**ABOUT THIS TASK:**
Character for character, write out the data below.

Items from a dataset
--------------------------------------------------
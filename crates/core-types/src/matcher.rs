//! Glob matching over index, action and host names.
//!
//! `*` stands for any run of characters (including none); every other
//! character matches itself. A name matches the matcher when it matches at
//! least one configured pattern.

use std::collections::BTreeSet;
use std::fmt;

#[derive(Clone, Debug, PartialEq, Eq)]
struct Pattern {
    raw: String,
    // Literal runs between `*`s; a pattern without `*` has exactly one.
    parts: Vec<String>,
}

impl Pattern {
    fn new(raw: &str) -> Self {
        Self {
            raw: raw.to_string(),
            parts: raw.split('*').map(str::to_string).collect(),
        }
    }

    fn matches(&self, candidate: &str) -> bool {
        if self.parts.len() == 1 {
            return self.raw == candidate;
        }

        let (Some(first), Some(last)) = (self.parts.first(), self.parts.last()) else {
            return false;
        };
        let middle = &self.parts[1..self.parts.len() - 1];

        if candidate.len() < first.len() + last.len()
            || !candidate.starts_with(first.as_str())
            || !candidate.ends_with(last.as_str())
        {
            return false;
        }

        let mut window = &candidate[first.len()..candidate.len() - last.len()];
        for part in middle {
            if part.is_empty() {
                continue;
            }
            match window.find(part.as_str()) {
                Some(pos) => window = &window[pos + part.len()..],
                None => return false,
            }
        }
        true
    }
}

/// Immutable set of glob patterns.
#[derive(Clone, Debug, PartialEq, Eq)]
pub struct MatcherWithWildcards {
    patterns: Vec<Pattern>,
}

impl MatcherWithWildcards {
    pub fn new<I, S>(patterns: I) -> Self
    where
        I: IntoIterator<Item = S>,
        S: AsRef<str>,
    {
        let unique: BTreeSet<String> = patterns
            .into_iter()
            .map(|p| p.as_ref().to_string())
            .collect();
        Self {
            patterns: unique.iter().map(|p| Pattern::new(p)).collect(),
        }
    }

    pub fn patterns(&self) -> impl Iterator<Item = &str> {
        self.patterns.iter().map(|p| p.raw.as_str())
    }

    pub fn is_empty(&self) -> bool {
        self.patterns.is_empty()
    }

    /// True when `candidate` matches at least one pattern.
    pub fn matches(&self, candidate: &str) -> bool {
        self.patterns.iter().any(|p| p.matches(candidate))
    }

    /// Keeps exactly the candidates that match at least one pattern.
    pub fn filter<'a, I>(&self, candidates: I) -> BTreeSet<String>
    where
        I: IntoIterator<Item = &'a String>,
    {
        candidates
            .into_iter()
            .filter(|c| self.matches(c))
            .cloned()
            .collect()
    }
}

impl fmt::Display for MatcherWithWildcards {
    fn fmt(&self, f: &mut fmt::Formatter<'_>) -> fmt::Result {
        let joined = self.patterns().collect::<Vec<_>>().join(",");
        write!(f, "[{joined}]")
    }
}

#[cfg(test)]
mod tests {
    use super::*;
    use crate::index_set;

    #[test]
    fn star_matches_everything() {
        let matcher = MatcherWithWildcards::new(["*"]);
        let candidates = index_set(["a", "logstash-2024", ""]);
        assert_eq!(matcher.filter(&candidates), candidates);
    }

    #[test]
    fn exact_patterns_need_equality() {
        let matcher = MatcherWithWildcards::new(["logs"]);
        assert!(matcher.matches("logs"));
        assert!(!matcher.matches("logs-1"));
        assert!(!matcher.matches("log"));
    }

    #[test]
    fn wildcards_anchor_prefix_and_suffix() {
        let matcher = MatcherWithWildcards::new(["cluster:*get*"]);
        assert!(matcher.matches("cluster:admin/settings/get"));
        assert!(matcher.matches("cluster:get"));
        assert!(!matcher.matches("indices:get"));

        let matcher = MatcherWithWildcards::new(["a*b*c"]);
        assert!(matcher.matches("abc"));
        assert!(matcher.matches("a-b-c"));
        assert!(!matcher.matches("ac"));
        assert!(!matcher.matches("a-c-b"));
    }

    #[test]
    fn overlapping_prefix_and_suffix_do_not_match() {
        let matcher = MatcherWithWildcards::new(["ab*ba"]);
        assert!(!matcher.matches("aba"));
        assert!(matcher.matches("abba"));
    }

    #[test]
    fn filter_keeps_only_matches() {
        let matcher = MatcherWithWildcards::new(["logstash-*", "metrics"]);
        let available = index_set(["logstash-1", "logstash-2", "metrics", "secrets"]);
        assert_eq!(
            matcher.filter(&available),
            index_set(["logstash-1", "logstash-2", "metrics"])
        );
    }
}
--------------------------------------------------
**RESULT OF THE EXERCISE:**
filename crates/core-types/src/matcher.rs
//! Glob matching over index, action and host names.
//!
//! `*` stands for any run of characters (including none); every other
//! character matches itself. A name matches the matcher when it matches at
//! least one configured pattern.

use std::collections::BTreeSet;
use std::fmt;

#[derive(Clone, Debug, PartialEq, Eq)]
struct Pattern {
    raw: String,
    // Literal runs between `*`s; a pattern without `*` has exactly one.
    parts: Vec<String>,
}

impl Pattern {
    fn new(raw: &str) -> Self {
        Self {
            raw: raw.to_string(),
            parts: raw.split('*').map(str::to_string).collect(),
        }
    }

    fn matches(&self, candidate: &str) -> bool {
        if self.parts.len() == 1 {
            return self.raw == candidate;
        }

        let (Some(first), Some(last)) = (self.parts.first(), self.parts.last()) else {
            return false;
        };
        let middle = &self.parts[1..self.parts.len() - 1];

        if candidate.len() < first.len() + last.len()
            || !candidate.starts_with(first.as_str())
            || !candidate.ends_with(last.as_str())
        {
            return false;
        }

        let mut window = &candidate[first.len()..candidate.len() - last.len()];
        for part in middle {
            if part.is_empty() {
                continue;
            }
            match window.find(part.as_str()) {
                Some(pos) => window = &window[pos + part.len()..],
                None => return false,
            }
        }
        true
    }
}

/// Immutable set of glob patterns.
#[derive(Clone, Debug, PartialEq, Eq)]
pub struct MatcherWithWildcards {
    patterns: Vec<Pattern>,
}

impl MatcherWithWildcards {
    pub fn new<I, S>(patterns: I) -> Self
    where
        I: IntoIterator<Item = S>,
        S: AsRef<str>,
    {
        let unique: BTreeSet<String> = patterns
            .into_iter()
            .map(|p| p.as_ref().to_string())
            .collect();
        Self {
            patterns: unique.iter().map(|p| Pattern::new(p)).collect(),
        }
    }

    pub fn patterns(&self) -> impl Iterator<Item = &str> {
        self.patterns.iter().map(|p| p.raw.as_str())
    }

    pub fn is_empty(&self) -> bool {
        self.patterns.is_empty()
    }

    /// True when `candidate` matches at least one pattern.
    pub fn matches(&self, candidate: &str) -> bool {
        self.patterns.iter().any(|p| p.matches(candidate))
    }

    /// Keeps exactly the candidates that match at least one pattern.
    pub fn filter<'a, I>(&self, candidates: I) -> BTreeSet<String>
    where
        I: IntoIterator<Item = &'a String>,
    {
        candidates
            .into_iter()
            .filter(|c| self.matches(c))
            .cloned()
            .collect()
    }
}

impl fmt::Display for MatcherWithWildcards {
    fn fmt(&self, f: &mut fmt::Formatter<'_>) -> fmt::Result {
        let joined = self.patterns().collect::<Vec<_>>().join(",");
        write!(f, "[{joined}]")
    }
}

#[cfg(test)]
mod tests {
    use super::*;
    use crate::index_set;

    #[test]
    fn star_matches_everything() {
        let matcher = MatcherWithWildcards::new(["*"]);
        let candidates = index_set(["a", "logstash-2024", ""]);
        assert_eq!(matcher.filter(&candidates), candidates);
    }

    #[test]
    fn exact_patterns_need_equality() {
        let matcher = MatcherWithWildcards::new(["logs"]);
        assert!(matcher.matches("logs"));
        assert!(!matcher.matches("logs-1"));
        assert!(!matcher.matches("log"));
    }

    #[test]
    fn wildcards_anchor_prefix_and_suffix() {
        let matcher = MatcherWithWildcards::new(["cluster:*get*"]);
        assert!(matcher.matches("cluster:admin/settings/get"));
        assert!(matcher.matches("cluster:get"));
        assert!(!matcher.matches("indices:get"));

        let matcher = MatcherWithWildcards::new(["a*b*c"]);
        assert!(matcher.matches("abc"));
        assert!(matcher.matches("a-b-c"));
        assert!(!matcher.matches("ac"));
        assert!(!matcher.matches("a-c-b"));
    }

    #[test]
    fn overlapping_prefix_and_suffix_do_not_match() {
        let matcher = MatcherWithWildcards::new(["ab*ba"]);
        assert!(!matcher.matches("aba"));
        assert!(matcher.matches("abba"));
    }

    #[test]
    fn filter_keeps_only_matches() {
        let matcher = MatcherWithWildcards::new(["logstash-*", "metrics"]);
        let available = index_set(["logstash-1", "logstash-2", "metrics", "secrets"]);
        assert_eq!(
            matcher.filter(&available),
            index_set(["logstash-1", "logstash-2", "metrics"])
        );
    }
}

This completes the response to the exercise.